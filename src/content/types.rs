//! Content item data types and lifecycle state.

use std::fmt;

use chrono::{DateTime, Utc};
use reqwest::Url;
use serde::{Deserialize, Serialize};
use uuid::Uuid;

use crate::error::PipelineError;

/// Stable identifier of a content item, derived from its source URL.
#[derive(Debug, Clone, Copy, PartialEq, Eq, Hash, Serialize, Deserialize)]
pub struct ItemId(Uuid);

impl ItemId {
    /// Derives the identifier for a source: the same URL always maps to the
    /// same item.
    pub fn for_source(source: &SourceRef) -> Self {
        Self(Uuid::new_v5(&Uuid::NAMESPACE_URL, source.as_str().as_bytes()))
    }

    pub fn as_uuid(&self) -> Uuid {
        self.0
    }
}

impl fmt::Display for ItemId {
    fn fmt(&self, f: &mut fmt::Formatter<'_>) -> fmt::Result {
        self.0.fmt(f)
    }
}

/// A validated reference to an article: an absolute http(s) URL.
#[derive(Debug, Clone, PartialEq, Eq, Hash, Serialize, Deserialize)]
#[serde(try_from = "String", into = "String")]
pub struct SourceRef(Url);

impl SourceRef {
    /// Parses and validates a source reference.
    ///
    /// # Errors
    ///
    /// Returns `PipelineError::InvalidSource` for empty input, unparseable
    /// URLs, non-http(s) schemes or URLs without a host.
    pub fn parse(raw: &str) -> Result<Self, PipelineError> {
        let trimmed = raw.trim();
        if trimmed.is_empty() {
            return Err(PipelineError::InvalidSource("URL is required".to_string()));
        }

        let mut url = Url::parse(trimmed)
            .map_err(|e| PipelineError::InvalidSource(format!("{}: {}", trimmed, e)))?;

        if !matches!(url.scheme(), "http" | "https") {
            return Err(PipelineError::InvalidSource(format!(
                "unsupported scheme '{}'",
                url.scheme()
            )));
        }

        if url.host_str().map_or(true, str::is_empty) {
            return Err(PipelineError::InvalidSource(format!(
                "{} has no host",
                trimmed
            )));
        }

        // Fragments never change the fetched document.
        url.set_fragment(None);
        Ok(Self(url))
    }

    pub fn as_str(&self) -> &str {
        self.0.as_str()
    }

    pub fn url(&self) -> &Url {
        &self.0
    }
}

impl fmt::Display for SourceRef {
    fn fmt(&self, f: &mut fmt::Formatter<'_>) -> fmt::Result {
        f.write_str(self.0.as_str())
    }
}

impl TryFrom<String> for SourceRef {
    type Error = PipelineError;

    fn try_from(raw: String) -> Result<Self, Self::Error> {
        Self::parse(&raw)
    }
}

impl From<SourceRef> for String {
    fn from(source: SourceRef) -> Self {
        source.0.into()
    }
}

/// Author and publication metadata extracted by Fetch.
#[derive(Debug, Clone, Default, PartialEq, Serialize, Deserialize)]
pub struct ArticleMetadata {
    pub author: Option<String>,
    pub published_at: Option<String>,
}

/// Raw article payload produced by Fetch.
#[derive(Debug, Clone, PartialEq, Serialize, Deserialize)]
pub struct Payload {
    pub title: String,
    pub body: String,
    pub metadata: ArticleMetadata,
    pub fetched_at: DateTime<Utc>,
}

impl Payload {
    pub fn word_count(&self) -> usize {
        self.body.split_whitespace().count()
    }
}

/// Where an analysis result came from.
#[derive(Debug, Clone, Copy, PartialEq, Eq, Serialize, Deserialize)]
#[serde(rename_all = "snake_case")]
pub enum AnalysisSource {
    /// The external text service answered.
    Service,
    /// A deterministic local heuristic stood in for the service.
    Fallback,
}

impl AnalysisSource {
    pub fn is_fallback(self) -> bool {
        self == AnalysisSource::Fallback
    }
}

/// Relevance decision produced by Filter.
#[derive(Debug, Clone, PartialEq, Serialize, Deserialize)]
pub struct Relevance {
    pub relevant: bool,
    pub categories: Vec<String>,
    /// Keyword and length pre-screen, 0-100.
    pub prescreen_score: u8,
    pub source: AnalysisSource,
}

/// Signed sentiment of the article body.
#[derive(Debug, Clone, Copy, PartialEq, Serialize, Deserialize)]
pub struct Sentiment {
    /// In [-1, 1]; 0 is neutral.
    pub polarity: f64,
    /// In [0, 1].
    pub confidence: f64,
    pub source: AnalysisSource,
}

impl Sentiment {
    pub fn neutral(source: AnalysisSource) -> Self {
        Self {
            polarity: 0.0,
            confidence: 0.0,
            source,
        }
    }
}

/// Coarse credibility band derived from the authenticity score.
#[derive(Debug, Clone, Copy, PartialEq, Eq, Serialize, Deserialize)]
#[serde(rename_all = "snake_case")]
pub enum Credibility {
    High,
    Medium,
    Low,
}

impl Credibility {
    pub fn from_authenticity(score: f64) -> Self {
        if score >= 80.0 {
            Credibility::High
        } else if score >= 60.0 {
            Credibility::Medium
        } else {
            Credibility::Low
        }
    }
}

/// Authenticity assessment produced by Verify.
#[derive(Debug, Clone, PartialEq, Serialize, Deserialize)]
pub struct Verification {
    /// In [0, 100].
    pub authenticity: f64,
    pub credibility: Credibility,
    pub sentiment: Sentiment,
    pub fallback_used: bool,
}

————

**What to produce**:
When a line of the records includes "struct", that line belongs in the answer.

**Answer box**:
pub struct ItemId(Uuid);
pub struct SourceRef(Url);
pub struct ArticleMetadata {
pub struct Payload {
pub struct Relevance {
pub struct Sentiment {
pub struct Verification {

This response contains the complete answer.